Graph Neural Networks on Factor Graphs for Robust, Fast, and Scalable
Linear State Estimation with PMUs
- URL: http://arxiv.org/abs/2304.14680v1
- Date: Fri, 28 Apr 2023 08:17:52 GMT
- Title: Graph Neural Networks on Factor Graphs for Robust, Fast, and Scalable
Linear State Estimation with PMUs
- Authors: Ognjen Kundacina, Mirsad Cosovic, Dragisa Miskovic, Dejan Vukobratovic
- Abstract summary: We present a method that uses graph neural networks (GNNs) to learn complex bus voltage estimates from PMU voltage and current measurements.
We propose an original implementation of GNNs over the power system's factor graph to simplify the integration of various types and quantities of measurements.
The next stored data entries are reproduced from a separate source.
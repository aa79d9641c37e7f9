//! Render loop: drains the capture buffer through the graph into the monitor.

use std::sync::Arc;
use std::time::Duration;

use tokio::time::MissedTickBehavior;

use crate::event::{emit, EventCallback};
use crate::graph::{AudioContext, RenderOutput};
use crate::level::{LoopHandle, LoopToken};
use crate::sink::Sink;
use crate::{CaptureConfig, CaptureEvent};

/// Reports monitor failures once per failing stretch instead of per block.
struct MonitorHealth {
    failing: bool,
}

impl MonitorHealth {
    fn new() -> Self {
        Self { failing: false }
    }

    /// Returns `true` when the sink just went from healthy to failing.
    fn record(&mut self, ok: bool) -> bool {
        let entered = !ok && !self.failing;
        if ok && self.failing {
            tracing::info!("monitor output recovered");
        }
        self.failing = !ok;
        entered
    }
}

struct RenderLoop {
    ctx: AudioContext,
    monitor: Arc<dyn Sink>,
    token: LoopToken,
    interval: Duration,
    health: MonitorHealth,
    event_callback: Option<EventCallback>,
    passes: u64,
}

impl RenderLoop {
    async fn run(mut self) {
        if let Err(e) = self.monitor.on_start().await {
            tracing::warn!(sink = self.monitor.name(), error = %e, "monitor failed to start");
            self.report(e.to_string());
        }

        let mut ticker = tokio::time::interval(self.interval);
        ticker.set_missed_tick_behavior(MissedTickBehavior::Skip);

        while self.token.is_valid() && !self.ctx.is_closed() {
            ticker.tick().await;
            let output = self.ctx.render();
            self.deliver(output).await;
        }

        if let Err(e) = self.monitor.on_stop().await {
            tracing::debug!(sink = self.monitor.name(), error = %e, "monitor on_stop failed");
        }
        tracing::debug!(passes = self.passes, "render loop finished");
    }

    async fn deliver(&mut self, output: RenderOutput) {
        self.passes += 1;
        if output.dropped_frames > 0 {
            tracing::warn!(
                dropped_frames = output.dropped_frames,
                "capture buffer overflowed; render loop fell behind"
            );
            emit(
                self.event_callback.as_ref(),
                CaptureEvent::BufferOverflow {
                    dropped_frames: output.dropped_frames,
                },
            );
        }

        for block in &output.blocks {
            if !self.token.is_valid() {
                return;
            }
            match self.monitor.write(block).await {
                Ok(()) => {
                    self.health.record(true);
                }
                Err(e) => {
                    if self.health.record(false) {
                        tracing::warn!(sink = self.monitor.name(), error = %e, "monitor write failed");
                        self.report(e.to_string());
                    } else {
                        tracing::trace!(error = %e, "monitor write failed");
                    }
                }
            }
        }

        if self.passes % 500 == 0 {
            tracing::trace!(passes = self.passes, "render loop alive");
        }
    }

    fn report(&self, error: String) {
        emit(
            self.event_callback.as_ref(),
            CaptureEvent::MonitorError {
                sink_name: self.monitor.name().to_string(),
                error,
            },
        );
    }
}

/// Spawns the loop that renders `ctx` every `config.render_interval`.
///
/// The loop ends when its handle is cancelled or the context closes.
pub(crate) fn spawn_render_loop(
    ctx: AudioContext,
    monitor: Arc<dyn Sink>,
    config: &CaptureConfig,
    event_callback: Option<EventCallback>,
) -> LoopHandle {
    let token = LoopToken::new();
    let render = RenderLoop {
        ctx,
        monitor,
        token: token.clone(),
        interval: config.render_interval,
        health: MonitorHealth::new(),
        event_callback,
        passes: 0,
    };
    LoopHandle::new(token, tokio::spawn(render.run()))
}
This model is highly efficient and scalable, as its computational complexity is linear with respect to the number of nodes in the power system.
- Score: 1.1470070927586016
- License: http://creativecommons.org/licenses/by/4.0/
- Abstract: As phasor measurement units (PMUs) become more widely used in transmission
power systems, a fast state estimation (SE) algorithm that can take advantage
of their high sample rates is needed. To accomplish this, we present a method
that uses graph neural networks (GNNs) to learn complex bus voltage estimates
from PMU voltage and current measurements. We propose an original
implementation of GNNs over the power system's factor graph to simplify the
integration of various types and quantities of measurements on power system
buses and branches. Furthermore, we augment the factor graph to improve the
robustness of GNN predictions. This model is highly efficient and scalable, as
its computational complexity is linear with respect to the number of nodes in
the power system. Training and test examples were generated by randomly
sampling sets of power system measurements and annotated with the exact
solutions of linear SE with PMUs. The numerical results demonstrate that the
GNN model provides an accurate approximation of the SE solutions. Furthermore,
errors caused by PMU malfunctions or communication failures that would normally
make the SE problem unobservable have a local effect and do not deteriorate the
results in the rest of the power system.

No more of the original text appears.